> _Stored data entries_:
'''
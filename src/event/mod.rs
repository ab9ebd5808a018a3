pub mod input;

use crate::books::{Book, BookPage};
use crate::errors::{ApiError, HookError};
use crate::overlay::{DialogResult, OverlayId, Severity};

/// Application events
///
/// Spawned tasks never touch app state; they report back through one of
/// these on the app's channel.
#[derive(Debug)]
pub enum Event {
    /// Keyboard input
    Key(crossterm::event::KeyEvent),
    /// Terminal resized; redraw
    Resize,
    /// Refetch the current list page
    Reload,
    /// List page fetched (or failed)
    BooksLoaded {
        /// Matches [`ListView::request`](crate::app::ListView); older replies are dropped
        request: u64,
        result: Result<BookPage, ApiError>,
    },
    /// Show the detail view for a book id
    OpenBook(u64),
    /// Single book fetched for the detail view
    BookLoaded {
        id: u64,
        result: Result<Book, ApiError>,
    },
    /// Create or update finished
    BookSaved {
        /// `None` for a create
        edited: Option<u64>,
        result: Result<u64, ApiError>,
    },
    /// A confirmed delete went through
    BookDeleted(u64),
    /// Back to the list view
    ShowList,
    /// Raise a notification from a background task
    Notify {
        message: String,
        severity: Severity,
    },
    /// A dialog close hook finished on a spawned task
    DialogHookFinished {
        id: OverlayId,
        result: DialogResult,
        outcome: Result<(), HookError>,
    },
}
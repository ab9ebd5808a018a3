use ratatui::style::Color;
use serde::{Deserialize, Serialize};
use std::path::PathBuf;
use std::time::Duration;

/// Path of the book collection under the API origin
pub const BOOKS_PATH: &str = "/api/books";

/// Application configuration loaded from file
#[derive(Debug, Clone, Serialize, Deserialize, Default)]
pub struct ShelfdashConfig {
    /// Book REST API settings
    #[serde(default)]
    pub api: ApiConfig,

    /// Dialog and notification timing
    #[serde(default)]
    pub overlay: OverlayConfig,

    /// Book list view settings
    #[serde(default)]
    pub list: ListConfig,
}

/// Book REST API settings
#[derive(Debug, Clone, Serialize, Deserialize)]
pub struct ApiConfig {
    /// Origin serving `/api/books`
    #[serde(default = "default_base_url")]
    pub base_url: String,

    /// Per-request timeout in seconds
    #[serde(default = "default_timeout_secs")]
    pub timeout_secs: u64,
}

impl Default for ApiConfig {
    fn default() -> Self {
        Self {
            base_url: default_base_url(),
            timeout_secs: default_timeout_secs(),
        }
    }
}

fn default_base_url() -> String {
    "http://localhost:3000".to_string()
}

fn default_timeout_secs() -> u64 {
    10
}

/// Dialog and notification timing
#[derive(Debug, Clone, Serialize, Deserialize)]
pub struct OverlayConfig {
    /// Delay between hiding a dialog and dropping it (exit transition)
    #[serde(default = "default_retirement_delay_ms")]
    pub retirement_delay_ms: u64,

    /// Auto-hide duration for feedback notifications
    #[serde(default = "default_auto_hide_ms")]
    pub notification_auto_hide_ms: u64,
}

impl Default for OverlayConfig {
    fn default() -> Self {
        Self {
            retirement_delay_ms: default_retirement_delay_ms(),
            notification_auto_hide_ms: default_auto_hide_ms(),
        }
    }
}

impl OverlayConfig {
    pub fn retirement_delay(&self) -> Duration {
        Duration::from_millis(self.retirement_delay_ms)
    }

    pub fn notification_auto_hide(&self) -> Duration {
        Duration::from_millis(self.notification_auto_hide_ms)
    }
}

fn default_retirement_delay_ms() -> u64 {
    1000
}

fn default_auto_hide_ms() -> u64 {
    3000
}

/// Book list view settings
#[derive(Debug, Clone, Serialize, Deserialize)]
pub struct ListConfig {
    /// Rows per page
    #[serde(default = "default_page_size")]
    pub page_size: usize,
}

impl Default for ListConfig {
    fn default() -> Self {
        Self {
            page_size: default_page_size(),
        }
    }
}

fn default_page_size() -> usize {
    10
}

impl ShelfdashConfig {
    /// Get the default configuration path
    pub fn default_path() -> PathBuf {
        directories::BaseDirs::new().map_or_else(
            || PathBuf::from("~/.config/shelfdash/config.toml"),
            |dirs| dirs.config_dir().join("shelfdash").join("config.toml"),
        )
    }

    /// Load configuration from a specific path
    pub fn load_from_path(path: PathBuf) -> Self {
        if !path.exists() {
            tracing::debug!("Config file not found at {:?}, using defaults", path);
            return Self::default();
        }

        match std::fs::read_to_string(&path) {
            Ok(content) => match toml::from_str(&content) {
                Ok(config) => {
                    tracing::info!("Loaded configuration from {:?}", path);
                    config
                }
                Err(e) => {
                    tracing::warn!("Failed to parse config file: {}, using defaults", e);
                    Self::default()
                }
            },
            Err(e) => {
                tracing::warn!("Failed to read config file: {}, using defaults", e);
                Self::default()
            }
        }
    }

    /// Write configuration to `path`, creating parent directories
    pub fn save_to_path(&self, path: &std::path::Path) -> Result<(), std::io::Error> {
        if let Some(parent) = path.parent() {
            std::fs::create_dir_all(parent)?;
        }

        let content = toml::to_string_pretty(self)
            .map_err(|e| std::io::Error::new(std::io::ErrorKind::InvalidData, e))?;

        std::fs::write(path, content)?;
        tracing::info!("Saved configuration to {:?}", path);
        Ok(())
    }

    /// Generate example configuration file content
    pub fn example() -> String {
        r#"# Shelfdash Configuration
# Place this file at ~/.config/shelfdash/config.toml

[api]
# Origin serving /api/books
base_url = "http://localhost:3000"

# Per-request timeout in seconds
timeout_secs = 10

[overlay]
# How long a closed dialog lingers for its exit transition
retirement_delay_ms = 1000

# How long success/error notifications stay up
notification_auto_hide_ms = 3000

[list]
# Rows per page in the book list
page_size = 10
"#
        .to_string()
    }
}

/// Tokyo Night color palette
pub mod colors {
    use super::Color;

    pub const BG: Color = Color::Rgb(26, 27, 38); // #1a1b26
    pub const BG_LIGHT: Color = Color::Rgb(41, 46, 66); // #292e42 lighter bg
    pub const FG: Color = Color::Rgb(192, 202, 245); // #c0caf5
    pub const SUCCESS: Color = Color::Rgb(158, 206, 106); // #9ece6a green
    pub const INFO: Color = Color::Rgb(122, 162, 247); // #7aa2f7 blue
    pub const WARNING: Color = Color::Rgb(224, 175, 104); // #e0af68 yellow
    pub const ERROR: Color = Color::Rgb(247, 118, 142); // #f7768e red
    pub const MUTED: Color = Color::Rgb(86, 95, 137); // #565f89 gray
    pub const BORDER: Color = Color::Rgb(59, 66, 97); // #3b4261
    pub const HIGHLIGHT: Color = Color::Rgb(187, 154, 247); // #bb9af7 purple
}

#[cfg(test)]
mod tests {
    use super::*;
    use tempfile::TempDir;

    #[test]
    fn test_defaults() {
        let config = ShelfdashConfig::default();
        assert_eq!(config.api.base_url, "http://localhost:3000");
        assert_eq!(config.overlay.retirement_delay(), Duration::from_millis(1000));
        assert_eq!(
            config.overlay.notification_auto_hide(),
            Duration::from_millis(3000)
        );
        assert_eq!(config.list.page_size, 10);
    }

    #[test]
    fn test_missing_file_uses_defaults() {
        let temp = TempDir::new().unwrap();
        let config = ShelfdashConfig::load_from_path(temp.path().join("nope.toml"));
        assert_eq!(config.list.page_size, 10);
    }

    #[test]
    fn test_partial_file_fills_defaults() {
        let temp = TempDir::new().unwrap();
        let path = temp.path().join("config.toml");
        std::fs::write(&path, "[overlay]\nretirement_delay_ms = 250\n").unwrap();

        let config = ShelfdashConfig::load_from_path(path);
        assert_eq!(config.overlay.retirement_delay_ms, 250);
        assert_eq!(config.overlay.notification_auto_hide_ms, 3000);
        assert_eq!(config.api.timeout_secs, 10);
    }

    #[test]
    fn test_malformed_file_uses_defaults() {
        let temp = TempDir::new().unwrap();
        let path = temp.path().join("config.toml");
        std::fs::write(&path, "[list\npage_size = ").unwrap();

        let config = ShelfdashConfig::load_from_path(path);
        assert_eq!(config.list.page_size, 10);
    }

    #[test]
    fn test_example_parses() {
        let config: ShelfdashConfig = toml::from_str(&ShelfdashConfig::example()).unwrap();
        assert_eq!(config.api.base_url, "http://localhost:3000");
        assert_eq!(config.overlay.retirement_delay_ms, 1000);
    }

    #[test]
    fn test_save_and_reload() {
        let temp = TempDir::new().unwrap();
        let path = temp.path().join("nested").join("config.toml");
        let mut config = ShelfdashConfig::default();
        config.list.page_size = 25;

        config.save_to_path(&path).unwrap();
        let loaded = ShelfdashConfig::load_from_path(path);
        assert_eq!(loaded.list.page_size, 25);
    }
}
//! Error types for input handling around the evaluators.
//!
//! The evaluators themselves never fail. These errors come from the
//! caller-side helpers: reading validation, contraction ordering checks,
//! configuration loading and JSON decoding.

use chrono::{DateTime, Utc};
use thiserror::Error;

/// Errors raised by validation, configuration and decoding helpers
#[derive(Debug, Error)]
pub enum VitalsError {
    /// Only one half of the blood-pressure pair was supplied
    #[error(
        "blood pressure needs both systolic and diastolic values (systolic: {systolic:?}, diastolic: {diastolic:?})"
    )]
    IncompleteBloodPressure {
        systolic: Option<i32>,
        diastolic: Option<i32>,
    },

    /// A decimal field holds NaN or an infinity
    #[error("{field} must be a finite number")]
    NonFiniteValue { field: &'static str },

    /// The previous reading does not precede the current one
    #[error("previous reading recorded at {recorded_at} is not earlier than {now}")]
    PreviousReadingNotEarlier {
        recorded_at: DateTime<Utc>,
        now: DateTime<Utc>,
    },

    /// Contractions are not in ascending start-time order
    #[error("contraction at index {index} starts before the one preceding it")]
    UnsortedContractions { index: usize },

    /// Analysis window is not a positive, representable number of minutes
    #[error("analysis window must be a positive number of minutes, got {0}")]
    InvalidWindow(i64),

    #[error("invalid JSON: {0}")]
    Json(#[from] serde_json::Error),

    #[error("I/O error: {0}")]
    Io(#[from] std::io::Error),
}

/// Result alias used across the crate
pub type Result<T> = std::result::Result<T, VitalsError>;
//! Vital-sign alert evaluation
//!
//! Runs every present metric through its check and collects the alerts in a
//! fixed order: blood pressure, heart rate, weight gain, glucose, SpO2, fetal
//! movement. Each check contributes at most one alert.

use crate::alert::{AlertSeverity, AlertType, VitalAlert};
use crate::reading::{PreviousReading, VitalReading};
use crate::rules::{self, BLOOD_PRESSURE_RULES, GLUCOSE_RULES, HEART_RATE_RULES, SPO2_RULES};
use chrono::{DateTime, Utc};
use tracing::{debug, trace};

/// Weekly weight gain above this many kilograms raises an alert
pub const RAPID_WEIGHT_GAIN_KG_PER_WEEK: f64 = 2.0;

/// Fetal movement counts are only interpreted from this gestational week on
pub const FETAL_MOVEMENT_MIN_WEEK: i32 = 28;

/// Fewer movements per hour than this is reported as reduced
pub const FETAL_MOVEMENT_MIN_COUNT: i32 = 10;

/// Evaluate a reading against every alert rule.
///
/// `previous` supplies the earlier weight for the weight-gain check and `now`
/// is the time the current reading was taken (defaults to the current time).
/// Absent fields skip their check; this never fails.
///
/// ```
/// use prenatal_vitals::{evaluate_vital_alerts, AlertSeverity, AlertType, VitalReading};
///
/// let reading = VitalReading::new().with_blood_pressure(145, 95);
/// let alerts = evaluate_vital_alerts(&reading, None, None);
///
/// assert_eq!(alerts.len(), 1);
/// assert_eq!(alerts[0].alert_type, AlertType::HighBloodPressure);
/// assert_eq!(alerts[0].severity, AlertSeverity::Critical);
/// ```
pub fn evaluate_vital_alerts(
    reading: &VitalReading,
    previous: Option<&PreviousReading>,
    now: Option<DateTime<Utc>>,
) -> Vec<VitalAlert> {
    let now = now.unwrap_or_else(Utc::now);

    let checks = [
        reading
            .blood_pressure()
            .and_then(|bp| rules::apply(&BLOOD_PRESSURE_RULES, bp)),
        reading
            .heart_rate
            .and_then(|bpm| rules::apply(&HEART_RATE_RULES, bpm)),
        weight_gain_alert(reading.weight, previous, now),
        reading
            .glucose
            .and_then(|mg_dl| rules::apply(&GLUCOSE_RULES, mg_dl)),
        reading
            .spo2
            .and_then(|percent| rules::apply(&SPO2_RULES, percent)),
        fetal_movement_alert(reading.fetal_movement, reading.week),
    ];

    let alerts: Vec<VitalAlert> = checks.into_iter().flatten().collect();

    debug!(
        alert_count = alerts.len(),
        highest = ?crate::alert::highest_severity(&alerts),
        "evaluated vital reading"
    );

    alerts
}

/// Weight change per week between `previous` and a weight taken at `now`.
///
/// Uses whole elapsed days. Returns `None` when less than one full day has
/// passed or `previous` lies in the future, so the rate is never divided by a
/// zero or negative span.
pub fn weekly_weight_gain(current_kg: f64, previous: &PreviousReading, now: DateTime<Utc>) -> Option<f64> {
    let days_between = (now - previous.recorded_at).num_days();
    if days_between <= 0 {
        trace!(days_between, "weight gain check skipped");
        return None;
    }

    let weeks = days_between as f64 / 7.0;
    Some((current_kg - previous.weight) / weeks)
}

fn weight_gain_alert(
    current_kg: Option<f64>,
    previous: Option<&PreviousReading>,
    now: DateTime<Utc>,
) -> Option<VitalAlert> {
    let weekly_gain = weekly_weight_gain(current_kg?, previous?, now)?;

    (weekly_gain > RAPID_WEIGHT_GAIN_KG_PER_WEEK).then(|| {
        VitalAlert::new(
            AlertType::RapidWeightGain,
            AlertSeverity::Warning,
            format!(
                "Rapid weight gain of {:.1} kg per week. Sudden gain can be a sign of preeclampsia, contact your doctor.",
                weekly_gain
            ),
        )
    })
}

fn fetal_movement_alert(count: Option<i32>, week: Option<i32>) -> Option<VitalAlert> {
    let week = week.filter(|w| *w >= FETAL_MOVEMENT_MIN_WEEK)?;
    let count = count?;

    (count < FETAL_MOVEMENT_MIN_COUNT).then(|| {
        VitalAlert::new(
            AlertType::ReducedFetalMovement,
            AlertSeverity::Critical,
            format!(
                "Reduced fetal movement: {} movements in an hour at week {}. Contact your doctor or go to the hospital now.",
                count, week
            ),
        )
    })
}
'''
> _DESCRIPTION OF THE TASK_: All that should be written out is the stretch of lines above between the one holding "# Rows per page in the book list" and the one holding "pub const WARNING: Color", inclusive, exactly as given.

> _YOUR RESPONSE_:
# Rows per page in the book list
page_size = 10
"#
        .to_string()
    }
}

/// Tokyo Night color palette
pub mod colors {
    use super::Color;

    pub const BG: Color = Color::Rgb(26, 27, 38); // #1a1b26
    pub const BG_LIGHT: Color = Color::Rgb(41, 46, 66); // #292e42 lighter bg
    pub const FG: Color = Color::Rgb(192, 202, 245); // #c0caf5
    pub const SUCCESS: Color = Color::Rgb(158, 206, 106); // #9ece6a green
    pub const INFO: Color = Color::Rgb(122, 162, 247); // #7aa2f7 blue
    pub const WARNING: Color = Color::Rgb(224, 175, 104); // #e0af68 yellow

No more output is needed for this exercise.